Collected data entries:
------------------------

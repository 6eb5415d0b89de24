mod envelope;
mod spectrum;

pub use envelope::bench_envelope;
pub use spectrum::bench_partial_bank;
//! Computer-keyboard performance surface lookup table.
//!
//! The bottom letter row plays a chromatic octave from note 60: home-row
//! letters above the gaps act as the "black keys". Both 'z' and 'y' map
//! to note 60 so the layout works on QWERTY and QWERTZ keyboards alike.

/// Playable keys in note order, one entry per drawn key.
///
/// The 'y' alias for note 60 is resolved by [`note_for_key`] but not drawn
/// as a key of its own.
pub const PLAYABLE_KEYS: &[(char, i32)] = &[
    ('z', 60),
    ('s', 61),
    ('x', 62),
    ('d', 63),
    ('c', 64),
    ('v', 65),
    ('g', 66),
    ('b', 67),
    ('h', 68),
    ('n', 69),
    ('j', 70),
    ('m', 71),
    (',', 72),
];

/// Note number for a pressed key, or `None` if the key is not part of the
/// performance surface.
pub fn note_for_key(key: char) -> Option<i32> {
    if key == 'y' {
        return Some(60);
    }
    PLAYABLE_KEYS
        .iter()
        .find(|(k, _)| *k == key)
        .map(|(_, note)| *note)
}

/// Whether a note index falls on an accidental of the drawn layout.
pub fn is_accidental(note: i32) -> bool {
    matches!(note.rem_euclid(12), 1 | 3 | 6 | 8 | 10)
}

#[cfg(test)]
mod tests {
    use super::*;

    #[test]
    fn covers_one_chromatic_octave() {
        let notes: Vec<i32> = PLAYABLE_KEYS.iter().map(|(_, n)| *n).collect();
        assert_eq!(notes, (60..=72).collect::<Vec<i32>>());
    }

    #[test]
    fn qwerty_and_qwertz_share_the_low_c() {
        assert_eq!(note_for_key('z'), Some(60));
        assert_eq!(note_for_key('y'), Some(60));
    }

    #[test]
    fn unmapped_keys_return_none() {
        assert_eq!(note_for_key('q'), None);
        assert_eq!(note_for_key(' '), None);
        assert_eq!(note_for_key('Z'), None);
    }

    #[test]
    fn reference_note_sits_under_n() {
        assert_eq!(note_for_key('n'), Some(69));
    }
}
//! Phase-accumulator oscillator.

use std::f32::consts::TAU;

#[cfg(feature = "serde")]
use serde::{Deserialize, Serialize};

#[cfg_attr(feature = "serde", derive(Serialize, Deserialize))]
#[derive(Debug, Clone, Copy, PartialEq, Eq)]
pub enum Waveform {
    Sine,
    Saw,
    Square,
    Triangle,
}

/// One oscillator lane: a phase accumulator in [0, 1) plus a shape.
///
/// Frequency changes take effect on the next sample; phase is preserved
/// across changes so retuning never clicks.
#[derive(Debug, Clone)]
pub struct Oscillator {
    waveform: Waveform,
    phase: f32,
    increment: f32,
    sample_rate: f32,
}

impl Oscillator {
    pub fn new(frequency: f32, waveform: Waveform, sample_rate: f32) -> Self {
        Self {
            waveform,
            phase: 0.0,
            increment: frequency / sample_rate,
            sample_rate,
        }
    }

    pub fn set_frequency(&mut self, frequency: f32) {
        self.increment = frequency / self.sample_rate;
    }

    /// Produce one sample and advance the phase.
    #[inline]
    pub fn next_sample(&mut self) -> f32 {
        let phase = self.phase;
        self.phase += self.increment;
        if self.phase >= 1.0 {
            self.phase -= 1.0;
        }

        match self.waveform {
            Waveform::Sine => (phase * TAU).sin(),
            Waveform::Saw => 2.0 * phase - 1.0,
            Waveform::Square => {
                if phase < 0.5 {
                    1.0
                } else {
                    -1.0
                }
            }
            Waveform::Triangle => {
                if phase < 0.5 {
                    4.0 * phase - 1.0
                } else {
                    3.0 - 4.0 * phase
                }
            }
        }
    }
}

#[cfg(test)]
mod tests {
    use super::*;
    use approx::assert_relative_eq;

    const SAMPLE_RATE: f32 = 1_000.0;

    #[test]
    fn sine_starts_at_zero_and_peaks_a_quarter_period_in() {
        // 250 Hz at 1 kHz: period is 4 samples.
        let mut osc = Oscillator::new(250.0, Waveform::Sine, SAMPLE_RATE);
        assert_relative_eq!(osc.next_sample(), 0.0);
        assert_relative_eq!(osc.next_sample(), 1.0, epsilon = 1e-6);
        assert_relative_eq!(osc.next_sample(), 0.0, epsilon = 1e-6);
        assert_relative_eq!(osc.next_sample(), -1.0, epsilon = 1e-6);
    }

    #[test]
    fn square_splits_the_period_in_half() {
        let mut osc = Oscillator::new(250.0, Waveform::Square, SAMPLE_RATE);
        assert_eq!(osc.next_sample(), 1.0);
        assert_eq!(osc.next_sample(), 1.0);
        assert_eq!(osc.next_sample(), -1.0);
        assert_eq!(osc.next_sample(), -1.0);
    }

    #[test]
    fn output_stays_in_range_across_shapes() {
        for waveform in [
            Waveform::Sine,
            Waveform::Saw,
            Waveform::Square,
            Waveform::Triangle,
        ] {
            let mut osc = Oscillator::new(333.3, waveform, SAMPLE_RATE);
            for _ in 0..2_000 {
                let s = osc.next_sample();
                assert!((-1.0..=1.0).contains(&s), "{waveform:?} produced {s}");
            }
        }
    }

    #[test]
    fn retuning_preserves_phase() {
        let mut osc = Oscillator::new(100.0, Waveform::Saw, SAMPLE_RATE);
        for _ in 0..3 {
            osc.next_sample();
        }
        let before = osc.next_sample();
        osc.set_frequency(200.0);
        let after = osc.next_sample();
        // One 100 Hz step followed by retune: the next sample moves by the
        // new increment from the old phase, not from zero.
        assert!((after - before).abs() < 0.5);
    }
}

------------------------

# TASK TO COMPLETE
Copy exactly the line containing "let before = osc.next_sample();" and each line after it through the end of the records above.

# ANSWER BOX
        let before = osc.next_sample();
        osc.set_frequency(200.0);
        let after = osc.next_sample();
        // One 100 Hz step followed by retune: the next sample moves by the
        // new increment from the old phase, not from zero.
        assert!((after - before).abs() < 0.5);
    }
}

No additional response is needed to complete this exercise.